Upstairs, I glanced at Paisley, who was still asleep, then fell back onto my bed, loosened my tie, and closed my eyes.

I’d never been so fucking tired.

Not as a kid, when I’d lain awake in bed, worrying all night about my brother, praying for a cure, a reprieve, a miracle. Not in college, when I’d pledged a fraternity and the active members kept us up twenty-four hours a day mopping floors, collecting beer cans, and doing their fucking laundry. Not in law school, when I’d study all night for days on end before an exam, then crash for twelve hours afterward.

But it wasn’t only physical exhaustion. I was worn the fuck out mentally and emotionally too. Word of my situation had buzzed through the office fast. Everyone had been shocked, both that I had a daughter and that I was taking responsibility for her. That kind of pissed me off—did they think I would be so callous as to turn away my own child? A ton of people had burst out laughing. You? With a daughter? A few people offered congratulations and advice, but more common were things like, Oh man. Wouldn’t want to be you. Or, You know your life is over, right? A few (male) colleagues expressed sympathy, saying shit like, “Dude, bitch had no right to do that to you,” which only made me angrier. An older attorney at the firm told me, “Welcome to fatherhood, eighteen years of sleep deprivation, feeling like a failure, taking the blame, and going broke. Least you don’t have to worry about all the damage your divorce will do.”

My God, by the time I left there, I was totally demoralized. My nerve endings were beyond frayed. I felt like my life was coming apart at the seams, and there was nothing I could do to keep it together, or even keep it recognizable.

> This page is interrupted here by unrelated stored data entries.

use std::sync::Arc;

use learn_core::model::{
    CourseId, CourseOutline, Insight, InsightText, LearningSession, SessionId, SessionStateError,
    UserCourseProgress,
};
use storage::repository::{
    CatalogRepository, CourseProgressRepository, NewInsightRecord, SessionRepository,
    SessionTransition, StorageError,
};
use tracing::{debug, info, warn};

use super::view::AdvanceOutcome;
use crate::Clock;
use crate::error::ProgressError;

fn session_error(err: SessionStateError, session_id: &SessionId) -> ProgressError {
    match err {
        SessionStateError::Completed => ProgressError::SessionCompleted(session_id.clone()),
        other => other.into(),
    }
}

//
// ─── SESSION ADVANCER ──────────────────────────────────────────────────────────
//

/// Drives learning sessions through a course's blocks.
///
/// Every transition is computed from a loaded snapshot and committed with the
/// snapshot's version; a concurrent writer makes the commit fail with a
/// retryable conflict.
#[derive(Clone)]
pub struct SessionAdvancer {
    clock: Clock,
    sessions: Arc<dyn SessionRepository>,
    courses: Arc<dyn CourseProgressRepository>,
    catalog: Arc<dyn CatalogRepository>,
}

impl SessionAdvancer {
    #[must_use]
    pub fn new(
        clock: Clock,
        sessions: Arc<dyn SessionRepository>,
        courses: Arc<dyn CourseProgressRepository>,
        catalog: Arc<dyn CatalogRepository>,
    ) -> Self {
        Self {
            clock,
            sessions,
            courses,
            catalog,
        }
    }

    /// Start a fresh session on the course's first block.
    ///
    /// # Errors
    ///
    /// Returns `ProgressError::NotFound` for unknown courses and a
    /// configuration-kind error for courses without blocks.
    pub async fn start_session(&self, course_id: &CourseId) -> Result<LearningSession, ProgressError> {
        let outline = self.outline(course_id).await?;
        let session = LearningSession::start(SessionId::generate(), &outline, self.clock.now())?;
        self.sessions.insert_session(&session).await?;
        info!(
            session_id = %session.id(),
            course_id = %course_id,
            block_id = %session.current_block_id(),
            "learning session started"
        );
        Ok(session)
    }

    /// Complete the current block and move to the next one, or finish the course.
    ///
    /// # Errors
    ///
    /// Returns `ProgressError::SessionCompleted` for finished sessions, a
    /// conflict-kind error when another advance won the race, and a
    /// configuration-kind error when the outline no longer matches the session.
    pub async fn advance(&self, session_id: &SessionId) -> Result<AdvanceOutcome, ProgressError> {
        let mut session = self.load(session_id).await?;
        if session.is_completed() {
            return Err(ProgressError::SessionCompleted(session_id.clone()));
        }
        let outline = self.outline(session.course_id()).await?;

        let now = self.clock.now();
        let expected_version = session.version();
        let step = session
            .advance(&outline, now)
            .map_err(|e| session_error(e, session_id))?;

        let course = self
            .sessions
            .commit_transition(&SessionTransition {
                session: &session,
                expected_version,
                completed_block: step.completed_block_id(),
                progress: step.progress(),
                at: now,
            })
            .await
            .inspect_err(|e| {
                if matches!(e, StorageError::Conflict) {
                    warn!(session_id = %session_id, expected_version, "concurrent advance rejected");
                }
            })?;

        info!(
            session_id = %session_id,
            completed_block_id = %step.completed_block_id(),
            progress = step.progress(),
            course_progress = course.progress_percentage(),
            "session advanced"
        );
        Ok(AdvanceOutcome::from_step(session_id.clone(), step, &course))
    }

    /// Record an answer to the current question and move the question pointer.
    ///
    /// The answer is not graded or stored.
    ///
    /// # Errors
    ///
    /// Returns `ProgressError::EmptyAnswer` for blank answers,
    /// `ProgressError::SessionCompleted` for finished sessions and a
    /// conflict-kind error when the session changed underneath.
    pub async fn submit_answer(
        &self,
        session_id: &SessionId,
        answer: &str,
    ) -> Result<LearningSession, ProgressError> {
        if answer.trim().is_empty() {
            return Err(ProgressError::EmptyAnswer);
        }
        let mut session = self.load(session_id).await?;
        if session.is_completed() {
            return Err(ProgressError::SessionCompleted(session_id.clone()));
        }
        let outline = self.outline(session.course_id()).await?;

        let expected_version = session.version();
        session
            .submit_answer(&outline)
            .map_err(|e| session_error(e, session_id))?;
        self.sessions
            .update_session_pointer(&session, expected_version)
            .await?;

        debug!(
            session_id = %session_id,
            question_index = session.current_question_index(),
            "answer recorded"
        );
        Ok(session)
    }

    /// Attach a learner note to the session's current block.
    ///
    /// # Errors
    ///
    /// Returns a validation-kind error for empty notes or finished sessions.
    pub async fn record_insight(
        &self,
        session_id: &SessionId,
        text: &str,
    ) -> Result<Insight, ProgressError> {
        let text = InsightText::new(text)?;
        let session = self.load(session_id).await?;
        if session.is_completed() {
            return Err(ProgressError::SessionCompleted(session_id.clone()));
        }

        let insight = self
            .courses
            .append_insight(&NewInsightRecord {
                session_id: session.id(),
                course_id: session.course_id(),
                block_id: session.current_block_id(),
                text: &text,
                created_at: self.clock.now(),
            })
            .await?;
        info!(session_id = %session_id, insight_id = insight.id, "insight recorded");
        Ok(insight)
    }

    /// # Errors
    ///
    /// Returns `ProgressError::NotFound` for unknown sessions.
    pub async fn get_session(&self, session_id: &SessionId) -> Result<LearningSession, ProgressError> {
        self.load(session_id).await
    }

    /// Most recently started session of the course that is still running.
    ///
    /// # Errors
    ///
    /// Returns `ProgressError` on storage failures.
    pub async fn active_session(
        &self,
        course_id: &CourseId,
    ) -> Result<Option<LearningSession>, ProgressError> {
        Ok(self.sessions.latest_active_session(course_id).await?)
    }

    /// # Errors
    ///
    /// Returns `ProgressError` on storage failures.
    pub async fn course_progress(
        &self,
        course_id: &CourseId,
    ) -> Result<Option<UserCourseProgress>, ProgressError> {
        Ok(self.courses.get_course_progress(course_id).await?)
    }

    /// # Errors
    ///
    /// Returns `ProgressError` on storage failures.
    pub async fn list_insights(&self, session_id: &SessionId) -> Result<Vec<Insight>, ProgressError> {
        Ok(self.courses.list_insights(session_id).await?)
    }

    async fn load(&self, session_id: &SessionId) -> Result<LearningSession, ProgressError> {
        self.sessions
            .get_session(session_id)
            .await?
            .ok_or_else(|| ProgressError::not_found("session", session_id))
    }

    async fn outline(&self, course_id: &CourseId) -> Result<CourseOutline, ProgressError> {
        self.catalog
            .course_outline(course_id)
            .await?
            .ok_or_else(|| ProgressError::not_found("course", course_id))
    }
}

Paisley was one thing—how did fathers handle the constant pressure and doubt? Every second of the day, I was responsible for her. If anything happened, it was on me. As the days went by, I felt more confident with the routine, but Christ. When I thought ahead to eighteen years of this, I wanted to crawl in a hole and die. For fuck’s sake, I’d be over FIFTY when she graduated from high school. FIFTY, worried about my teenage daughter out drinking or getting into someone’s car who had. FIFTY, waiting for her to get home after she’d broken her curfew. FIFTY, panicking about her hanging out with guys like me who’d only been interested in one thing at sixteen. Was it too early to think about sending her to a convent as soon as she hit puberty?

Fucking puberty. That was another thing. How was I supposed to handle that? What if Rachel was a total flake and never came back for her? For fuck’s sake, she hadn’t even called since Saturday morning! What kind of mother could she be? The more I thought about it, the angrier I got that she’d simply abandoned my child in some random hallway. She could have knocked. She could have asked me for help. She could have done any number of things that wouldn’t have put Paisley in danger. Even if she did come back, how would I know that my daughter would be safe with her?

Then there were the practical matters. If I was going to support a child, I had to work. That meant I needed a regular babysitter, in addition to finding a new place to live.

There were also legal matters. I’d filled out the Affidavit of Parentage the state of Michigan required in order to claim paternity, but I needed Rachel’s information and signature. Then we’d have to work out a custody agreement.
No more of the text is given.